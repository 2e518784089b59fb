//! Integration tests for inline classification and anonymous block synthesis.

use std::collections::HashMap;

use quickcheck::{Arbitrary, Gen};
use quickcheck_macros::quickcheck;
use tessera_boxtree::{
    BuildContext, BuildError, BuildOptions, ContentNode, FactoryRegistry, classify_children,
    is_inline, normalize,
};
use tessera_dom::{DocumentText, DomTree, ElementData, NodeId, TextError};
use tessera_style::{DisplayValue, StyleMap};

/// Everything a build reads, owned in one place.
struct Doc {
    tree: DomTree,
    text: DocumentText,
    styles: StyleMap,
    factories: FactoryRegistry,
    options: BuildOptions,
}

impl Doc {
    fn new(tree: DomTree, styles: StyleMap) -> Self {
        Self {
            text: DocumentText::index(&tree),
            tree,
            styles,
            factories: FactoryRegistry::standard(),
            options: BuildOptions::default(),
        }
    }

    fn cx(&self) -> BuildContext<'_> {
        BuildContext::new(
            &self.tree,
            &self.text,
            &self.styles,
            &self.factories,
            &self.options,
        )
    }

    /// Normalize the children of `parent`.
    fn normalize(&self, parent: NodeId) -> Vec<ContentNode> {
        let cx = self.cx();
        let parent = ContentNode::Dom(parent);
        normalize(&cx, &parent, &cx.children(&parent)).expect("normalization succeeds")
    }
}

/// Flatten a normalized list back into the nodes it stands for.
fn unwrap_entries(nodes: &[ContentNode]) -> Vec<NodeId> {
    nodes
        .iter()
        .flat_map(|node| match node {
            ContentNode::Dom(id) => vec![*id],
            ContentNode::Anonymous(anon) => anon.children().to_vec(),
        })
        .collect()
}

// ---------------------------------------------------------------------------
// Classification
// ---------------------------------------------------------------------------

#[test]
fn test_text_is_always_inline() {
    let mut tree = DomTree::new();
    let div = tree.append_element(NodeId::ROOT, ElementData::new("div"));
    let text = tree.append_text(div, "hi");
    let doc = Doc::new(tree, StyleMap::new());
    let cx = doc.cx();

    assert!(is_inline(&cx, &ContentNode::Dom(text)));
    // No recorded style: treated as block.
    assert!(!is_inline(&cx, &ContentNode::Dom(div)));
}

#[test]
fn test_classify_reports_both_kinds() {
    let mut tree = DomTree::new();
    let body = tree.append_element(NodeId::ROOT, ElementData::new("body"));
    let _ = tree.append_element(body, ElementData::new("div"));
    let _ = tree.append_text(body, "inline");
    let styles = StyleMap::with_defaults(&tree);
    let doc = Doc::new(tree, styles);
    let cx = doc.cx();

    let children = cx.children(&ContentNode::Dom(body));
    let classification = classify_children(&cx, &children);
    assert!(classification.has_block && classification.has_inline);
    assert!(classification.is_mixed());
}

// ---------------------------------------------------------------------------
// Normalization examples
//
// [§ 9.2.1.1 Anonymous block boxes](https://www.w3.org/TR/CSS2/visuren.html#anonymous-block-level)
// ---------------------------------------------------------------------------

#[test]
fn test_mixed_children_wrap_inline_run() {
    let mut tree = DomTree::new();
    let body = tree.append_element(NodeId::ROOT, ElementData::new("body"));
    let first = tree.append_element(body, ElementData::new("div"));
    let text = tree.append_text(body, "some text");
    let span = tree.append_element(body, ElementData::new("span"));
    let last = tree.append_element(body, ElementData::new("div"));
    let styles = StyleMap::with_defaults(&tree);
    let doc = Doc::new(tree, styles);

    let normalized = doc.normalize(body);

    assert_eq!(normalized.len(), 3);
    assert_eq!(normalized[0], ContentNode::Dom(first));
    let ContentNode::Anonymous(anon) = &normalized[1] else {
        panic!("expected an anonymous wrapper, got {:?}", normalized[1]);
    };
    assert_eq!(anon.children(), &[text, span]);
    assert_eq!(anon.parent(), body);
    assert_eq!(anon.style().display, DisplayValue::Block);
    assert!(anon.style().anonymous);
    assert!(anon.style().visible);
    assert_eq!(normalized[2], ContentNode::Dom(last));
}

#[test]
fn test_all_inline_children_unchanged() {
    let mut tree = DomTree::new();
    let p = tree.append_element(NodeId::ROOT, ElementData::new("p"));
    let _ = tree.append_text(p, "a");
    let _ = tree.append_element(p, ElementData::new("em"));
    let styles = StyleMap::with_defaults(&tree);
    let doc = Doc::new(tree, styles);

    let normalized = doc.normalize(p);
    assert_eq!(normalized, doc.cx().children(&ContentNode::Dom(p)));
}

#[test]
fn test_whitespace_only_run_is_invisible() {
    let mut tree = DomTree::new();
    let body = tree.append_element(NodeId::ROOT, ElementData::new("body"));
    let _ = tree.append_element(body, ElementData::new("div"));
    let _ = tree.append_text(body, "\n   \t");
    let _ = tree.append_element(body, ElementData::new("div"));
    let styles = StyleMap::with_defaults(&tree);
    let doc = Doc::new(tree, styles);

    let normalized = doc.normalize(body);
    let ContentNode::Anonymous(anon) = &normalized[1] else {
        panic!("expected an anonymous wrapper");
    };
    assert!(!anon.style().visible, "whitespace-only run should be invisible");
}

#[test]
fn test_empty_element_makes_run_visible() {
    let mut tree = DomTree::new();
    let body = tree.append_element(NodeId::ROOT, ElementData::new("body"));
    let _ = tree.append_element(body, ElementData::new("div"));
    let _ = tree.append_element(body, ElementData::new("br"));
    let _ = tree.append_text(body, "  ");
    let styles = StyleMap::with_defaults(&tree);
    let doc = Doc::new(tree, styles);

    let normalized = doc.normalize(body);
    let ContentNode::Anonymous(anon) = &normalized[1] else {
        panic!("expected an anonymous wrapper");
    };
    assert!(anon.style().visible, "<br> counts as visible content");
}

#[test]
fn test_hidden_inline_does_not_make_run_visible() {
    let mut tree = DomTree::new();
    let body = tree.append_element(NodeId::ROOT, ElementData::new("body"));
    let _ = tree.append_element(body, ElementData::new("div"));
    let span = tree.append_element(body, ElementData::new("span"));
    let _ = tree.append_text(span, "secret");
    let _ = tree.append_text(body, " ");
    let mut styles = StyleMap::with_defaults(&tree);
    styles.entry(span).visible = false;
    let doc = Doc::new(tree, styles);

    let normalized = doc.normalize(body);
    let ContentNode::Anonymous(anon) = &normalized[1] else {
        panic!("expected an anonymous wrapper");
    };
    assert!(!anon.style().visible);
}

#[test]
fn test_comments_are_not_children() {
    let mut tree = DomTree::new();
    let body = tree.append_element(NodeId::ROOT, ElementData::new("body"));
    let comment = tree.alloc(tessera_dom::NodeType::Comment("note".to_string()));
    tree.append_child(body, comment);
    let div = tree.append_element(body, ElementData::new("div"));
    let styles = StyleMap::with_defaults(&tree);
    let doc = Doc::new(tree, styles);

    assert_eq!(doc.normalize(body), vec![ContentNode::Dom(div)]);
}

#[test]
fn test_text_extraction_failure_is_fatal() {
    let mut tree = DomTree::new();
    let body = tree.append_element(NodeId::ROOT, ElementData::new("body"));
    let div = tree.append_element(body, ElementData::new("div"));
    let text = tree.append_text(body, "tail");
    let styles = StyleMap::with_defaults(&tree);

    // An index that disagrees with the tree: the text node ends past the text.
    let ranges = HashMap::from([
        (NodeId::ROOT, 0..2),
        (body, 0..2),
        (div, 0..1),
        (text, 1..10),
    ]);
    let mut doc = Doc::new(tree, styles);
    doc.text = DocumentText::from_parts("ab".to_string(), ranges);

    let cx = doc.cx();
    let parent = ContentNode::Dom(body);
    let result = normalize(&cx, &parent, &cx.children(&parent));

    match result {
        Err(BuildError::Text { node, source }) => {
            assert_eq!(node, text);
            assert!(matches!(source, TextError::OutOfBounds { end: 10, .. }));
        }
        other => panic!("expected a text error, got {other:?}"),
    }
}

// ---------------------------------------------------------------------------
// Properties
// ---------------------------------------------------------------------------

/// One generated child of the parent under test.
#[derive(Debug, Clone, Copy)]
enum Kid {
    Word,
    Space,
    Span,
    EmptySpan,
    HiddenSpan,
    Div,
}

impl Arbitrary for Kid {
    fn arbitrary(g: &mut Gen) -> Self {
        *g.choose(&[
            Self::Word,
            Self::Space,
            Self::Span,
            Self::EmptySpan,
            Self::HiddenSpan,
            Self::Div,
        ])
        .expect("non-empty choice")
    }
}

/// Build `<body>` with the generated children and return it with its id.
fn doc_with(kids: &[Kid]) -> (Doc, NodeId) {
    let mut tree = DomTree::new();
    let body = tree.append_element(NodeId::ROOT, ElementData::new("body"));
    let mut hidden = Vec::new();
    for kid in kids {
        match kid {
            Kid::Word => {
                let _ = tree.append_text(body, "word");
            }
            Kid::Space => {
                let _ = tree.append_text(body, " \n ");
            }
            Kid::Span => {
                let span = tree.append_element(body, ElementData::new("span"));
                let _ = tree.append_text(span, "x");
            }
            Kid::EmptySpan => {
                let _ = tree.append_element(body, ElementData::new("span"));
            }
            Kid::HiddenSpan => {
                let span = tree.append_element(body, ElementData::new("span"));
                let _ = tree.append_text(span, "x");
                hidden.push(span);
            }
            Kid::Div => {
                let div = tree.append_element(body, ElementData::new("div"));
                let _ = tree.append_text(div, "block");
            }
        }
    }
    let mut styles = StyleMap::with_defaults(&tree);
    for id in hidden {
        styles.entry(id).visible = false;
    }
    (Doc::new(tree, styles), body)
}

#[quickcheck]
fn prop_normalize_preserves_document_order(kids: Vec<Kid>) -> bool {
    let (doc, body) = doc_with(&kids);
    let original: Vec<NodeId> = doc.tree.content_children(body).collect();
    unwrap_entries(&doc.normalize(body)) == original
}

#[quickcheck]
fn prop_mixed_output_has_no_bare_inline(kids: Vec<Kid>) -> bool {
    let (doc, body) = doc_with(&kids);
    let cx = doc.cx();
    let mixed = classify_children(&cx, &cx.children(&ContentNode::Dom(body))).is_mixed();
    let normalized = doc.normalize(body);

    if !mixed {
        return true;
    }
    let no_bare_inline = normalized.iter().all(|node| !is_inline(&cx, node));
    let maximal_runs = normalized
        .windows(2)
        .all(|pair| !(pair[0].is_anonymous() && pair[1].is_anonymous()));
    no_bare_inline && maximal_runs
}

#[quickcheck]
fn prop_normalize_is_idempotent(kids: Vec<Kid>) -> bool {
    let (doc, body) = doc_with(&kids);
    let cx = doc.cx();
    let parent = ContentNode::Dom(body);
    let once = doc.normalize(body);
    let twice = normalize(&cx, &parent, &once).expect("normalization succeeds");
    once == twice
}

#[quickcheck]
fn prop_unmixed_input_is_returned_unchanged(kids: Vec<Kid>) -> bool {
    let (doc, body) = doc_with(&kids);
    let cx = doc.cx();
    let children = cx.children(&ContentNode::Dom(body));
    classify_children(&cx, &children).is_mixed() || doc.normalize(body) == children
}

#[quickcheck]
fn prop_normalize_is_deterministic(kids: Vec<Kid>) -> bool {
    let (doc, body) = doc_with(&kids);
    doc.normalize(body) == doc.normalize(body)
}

# WHAT YOU SHOULD DO
Each line from the one containing "let maximal_runs = normalized" to the end of the listing above should be copied exactly, and nothing else.

# REPLY
    let maximal_runs = normalized
        .windows(2)
        .all(|pair| !(pair[0].is_anonymous() && pair[1].is_anonymous()));
    no_bare_inline && maximal_runs
}

#[quickcheck]
fn prop_normalize_is_idempotent(kids: Vec<Kid>) -> bool {
    let (doc, body) = doc_with(&kids);
    let cx = doc.cx();
    let parent = ContentNode::Dom(body);
    let once = doc.normalize(body);
    let twice = normalize(&cx, &parent, &once).expect("normalization succeeds");
    once == twice
}

#[quickcheck]
fn prop_unmixed_input_is_returned_unchanged(kids: Vec<Kid>) -> bool {
    let (doc, body) = doc_with(&kids);
    let cx = doc.cx();
    let children = cx.children(&ContentNode::Dom(body));
    classify_children(&cx, &children).is_mixed() || doc.normalize(body) == children
}

#[quickcheck]
fn prop_normalize_is_deterministic(kids: Vec<Kid>) -> bool {
    let (doc, body) = doc_with(&kids);
    doc.normalize(body) == doc.normalize(body)
}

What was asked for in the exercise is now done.